A rabbit with eyes wide and bright
with the light from the car’s full beam
scampers off just as the wheels screech.
Daffodils rise up at the pound of its paws,
followed by crocuses, tulips, hyacinths, nerines,
budding and dying just as quick. A few
fading petals and a dusting of pollen
the only trace.
Heavy boots race up the path the rabbit has taken,
no flowers rise. No flowers bloom. No flowers die.

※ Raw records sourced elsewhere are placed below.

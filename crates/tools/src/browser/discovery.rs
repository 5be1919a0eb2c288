//! Locating browsers, profiles and debug endpoints on the local machine.

use serde::Deserialize;
use serde_json::Value;
use sisypho_core::{Error, Result};
use std::collections::VecDeque;
use std::path::{Path, PathBuf};
use std::sync::{Arc, Mutex};
use std::time::{Duration, Instant};
use tokio::io::{AsyncRead, AsyncReadExt};
use tokio::process::Child;
use tokio::task::JoinHandle;
use tracing::debug;

const VERSION_QUERY_TIMEOUT: Duration = Duration::from_millis(400);
const POLL_INTERVAL: Duration = Duration::from_millis(100);
const OUTPUT_TAIL_BYTES: usize = 8 * 1024;
/// How long an exited browser's readers get to hit end of stream.
const EXIT_DRAIN_WAIT: Duration = Duration::from_millis(500);

/// Response of `GET /json/version` on a debug port.
#[derive(Debug, Clone, Deserialize)]
pub struct CdpVersionInfo {
    #[serde(rename = "Browser", default)]
    pub browser: String,
    #[serde(rename = "webSocketDebuggerUrl", default)]
    pub web_socket_debugger_url: Option<String>,
}

/// Well-known install locations, most specific first. Bare names go through `which`.
fn executable_candidates() -> Vec<String> {
    let mut candidates: Vec<String> = if cfg!(target_os = "macos") {
        vec![
            "/Applications/Google Chrome.app/Contents/MacOS/Google Chrome".into(),
            "/Applications/Google Chrome Canary.app/Contents/MacOS/Google Chrome Canary".into(),
            "/usr/local/bin/google-chrome".into(),
        ]
    } else if cfg!(target_os = "linux") {
        vec![
            "google-chrome".into(),
            "google-chrome-stable".into(),
            "/usr/bin/google-chrome".into(),
            "/usr/local/bin/google-chrome".into(),
        ]
    } else {
        vec![
            r"C:\Program Files\Google\Chrome\Application\chrome.exe".into(),
            r"C:\Program Files (x86)\Google\Chrome\Application\chrome.exe".into(),
        ]
    };
    if cfg!(target_os = "macos") {
        if let Some(home) = dirs::home_dir() {
            candidates.push(
                home.join("Applications/Google Chrome.app/Contents/MacOS/Google Chrome")
                    .display()
                    .to_string(),
            );
        }
    }
    candidates
}

/// Find the real browser executable. An explicit override is authoritative.
pub fn find_browser_executable(override_path: Option<&str>) -> Option<PathBuf> {
    if let Some(path) = override_path {
        let path = PathBuf::from(path);
        return path.exists().then_some(path);
    }
    for candidate in executable_candidates() {
        let path = Path::new(&candidate);
        if path.exists() {
            return Some(path.to_path_buf());
        }
        if !candidate.contains('/') && !candidate.contains('\\') {
            if let Ok(found) = which::which(&candidate) {
                return Some(found);
            }
        }
    }
    None
}

/// Find a bundled Chromium build under `root` (e.g. `~/.sisypho/browsers/chromium-1234/...`).
pub fn find_bundled_engine(root: &Path) -> Option<PathBuf> {
    let names = [
        "Chromium.app/Contents/MacOS/Chromium",
        "chrome-mac/Chromium.app/Contents/MacOS/Chromium",
        "chrome-linux/chrome",
        "chrome-win/chrome.exe",
        "chrome",
        "chromium",
    ];
    let mut dirs: Vec<PathBuf> = vec![root.to_path_buf()];
    if let Ok(entries) = std::fs::read_dir(root) {
        let mut nested: Vec<PathBuf> = entries
            .flatten()
            .map(|e| e.path())
            .filter(|p| p.is_dir())
            .collect();
        nested.sort();
        // Newest build revision last in lexical order
        nested.reverse();
        dirs.extend(nested);
    }
    dirs.iter()
        .flat_map(|dir| names.iter().map(move |name| dir.join(name)))
        .find(|p| p.is_file())
}

/// The user's default profile directory for this platform.
pub fn user_profile_dir() -> Option<PathBuf> {
    let home = dirs::home_dir()?;
    let dir = if cfg!(target_os = "macos") {
        home.join("Library/Application Support/Google/Chrome/Default")
    } else if cfg!(target_os = "windows") {
        home.join("AppData/Local/Google/Chrome/User Data/Default")
    } else {
        home.join(".config/google-chrome/Default")
    };
    dir.is_dir().then_some(dir)
}

pub async fn is_port_open(port: u16) -> bool {
    matches!(
        tokio::time::timeout(
            VERSION_QUERY_TIMEOUT,
            tokio::net::TcpStream::connect(("127.0.0.1", port))
        )
        .await,
        Ok(Ok(_))
    )
}

/// Query `/json/version`. `None` when nothing debuggable answers.
pub async fn query_debug_endpoint(port: u16) -> Option<CdpVersionInfo> {
    let client = reqwest::Client::builder()
        .timeout(VERSION_QUERY_TIMEOUT)
        .build()
        .ok()?;
    let url = format!("http://127.0.0.1:{}/json/version", port);
    let resp = client.get(&url).send().await.ok()?;
    if !resp.status().is_success() {
        return None;
    }
    resp.json::<CdpVersionInfo>().await.ok()
}

/// First port in `[start, start + count)` that can be bound locally.
pub fn find_available_port(start: u16, count: u16) -> Result<u16> {
    for offset in 0..count {
        let Some(port) = start.checked_add(offset) else {
            break;
        };
        if std::net::TcpListener::bind(("127.0.0.1", port)).is_ok() {
            return Ok(port);
        }
    }
    Err(Error::Browser(format!(
        "no free debug port in {}..{}",
        start,
        start.saturating_add(count)
    )))
}

/// Poll the debug port until it answers, the process exits, or `timeout` passes.
pub async fn wait_for_debug_port(
    port: u16,
    child: &mut Child,
    output: &mut OutputTail,
    timeout: Duration,
) -> Result<()> {
    let start = Instant::now();
    loop {
        if query_debug_endpoint(port).await.is_some() {
            debug!(port, elapsed_ms = start.elapsed().as_millis() as u64, "Debug port ready");
            return Ok(());
        }
        if let Ok(Some(status)) = child.try_wait() {
            output.wait_for_eof(EXIT_DRAIN_WAIT).await;
            return Err(Error::Browser(format!(
                "browser exited early with {} before port {} opened: {}",
                status,
                port,
                output.text()
            )));
        }
        if start.elapsed() > timeout {
            return Err(Error::Timeout(format!(
                "debug port {} not ready after {}s",
                port,
                timeout.as_secs()
            )));
        }
        tokio::time::sleep(POLL_INTERVAL).await;
    }
}

/// The last few KiB a child wrote to stdout and stderr.
///
/// Background readers drain both pipes for the life of the process so a
/// chatty browser never blocks on a full pipe. Dropping the tail stops them.
pub struct OutputTail {
    buf: Arc<Mutex<VecDeque<u8>>>,
    readers: Vec<JoinHandle<()>>,
}

impl OutputTail {
    /// Take the child's piped stdout and stderr and start draining them.
    pub fn capture(child: &mut Child) -> Self {
        let mut tail = Self {
            buf: Arc::new(Mutex::new(VecDeque::with_capacity(OUTPUT_TAIL_BYTES))),
            readers: Vec::new(),
        };
        if let Some(out) = child.stdout.take() {
            tail.drain(out);
        }
        if let Some(err) = child.stderr.take() {
            tail.drain(err);
        }
        tail
    }

    fn drain<R: AsyncRead + Unpin + Send + 'static>(&mut self, mut pipe: R) {
        let buf = self.buf.clone();
        self.readers.push(tokio::spawn(async move {
            let mut chunk = [0u8; 4096];
            loop {
                match pipe.read(&mut chunk).await {
                    Ok(0) | Err(_) => break,
                    Ok(n) => {
                        let Ok(mut tail) = buf.lock() else { break };
                        tail.extend(&chunk[..n]);
                        let excess = tail.len().saturating_sub(OUTPUT_TAIL_BYTES);
                        tail.drain(..excess);
                    }
                }
            }
        }));
    }

    /// Wait up to `limit` for every pipe to close. A helper process holding a
    /// pipe open only costs the wait.
    pub async fn wait_for_eof(&mut self, limit: Duration) {
        let deadline = tokio::time::Instant::now() + limit;
        for reader in &mut self.readers {
            if tokio::time::timeout_at(deadline, reader).await.is_err() {
                debug!("Browser output still open after exit");
                return;
            }
        }
    }

    /// Captured output so far, trimmed.
    pub fn text(&self) -> String {
        let Ok(tail) = self.buf.lock() else {
            return String::new();
        };
        let (front, back) = tail.as_slices();
        let mut bytes = Vec::with_capacity(tail.len());
        bytes.extend_from_slice(front);
        bytes.extend_from_slice(back);
        String::from_utf8_lossy(&bytes).trim().to_string()
    }
}

impl Drop for OutputTail {
    fn drop(&mut self) {
        for reader in &self.readers {
            reader.abort();
        }
    }
}

/// WebSocket URL of the first `page` target. Retries since the tab may lag the port.
pub async fn get_page_ws_url(port: u16) -> Result<String> {
    let url = format!("http://127.0.0.1:{}/json/list", port);

    for attempt in 0..10 {
        if attempt > 0 {
            tokio::time::sleep(Duration::from_millis(300)).await;
        }
        let resp = match reqwest::get(&url).await {
            Ok(r) => r,
            Err(_) => continue,
        };
        let targets: Vec<Value> = match resp.json().await {
            Ok(t) => t,
            Err(_) => continue,
        };
        for target in &targets {
            if target.get("type").and_then(Value::as_str) == Some("page") {
                if let Some(ws_url) = target.get("webSocketDebuggerUrl").and_then(Value::as_str) {
                    return Ok(ws_url.to_string());
                }
            }
        }
    }

    Err(Error::Browser(format!(
        "no page target on port {} after retries",
        port
    )))
}

/// Arguments for a debuggable launch. `headless` is never used by the chain itself.
pub fn build_launch_args(debug_port: u16, user_data_dir: &Path, headless: bool) -> Vec<String> {
    let mut args = vec![
        format!("--remote-debugging-port={}", debug_port),
        format!("--user-data-dir={}", user_data_dir.display()),
        "--no-first-run".to_string(),
        "--no-default-browser-check".to_string(),
        "--disable-default-apps".to_string(),
        "--disable-popup-blocking".to_string(),
        "--disable-background-timer-throttling".to_string(),
        "--disable-renderer-backgrounding".to_string(),
        "--disable-backgrounding-occluded-windows".to_string(),
        "--disable-sync".to_string(),
    ];
    if headless {
        args.push("--headless=new".to_string());
    }
    args.push("about:blank".to_string());
    args
}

And the rabbit is gone, buried beneath the snow
to stay warm, away from the sprinklers
that spread summer’s mirage.
Above ground is cold, just as it always is.
Just as winter is.
Dissolving before my eyes –
rust coloured buildings and high towers.
Even that felt wrong,
shattering apart on impact,
a shock. Ice cold.
Strings of panicked curses.
Bone-cracking force, a red line across my palm.
I had very little choice.
As the weightless wings brush my face,
fluttering against my vision,
I feel the path open up again.
A shallow wave licks my ankles
and fills the rock pools
with miniature lifeforms
that have no idea I’m here.
Like full lips parting
the wave draws back.
My feet follow,
ignoring the jagged rocks
that threaten to pierce the skin.
In the distance,
I see the family beckon to me,
holding out their hands for me to grasp.
But I’m bodiless,
my grip lost
to the horizon.
I must turn away.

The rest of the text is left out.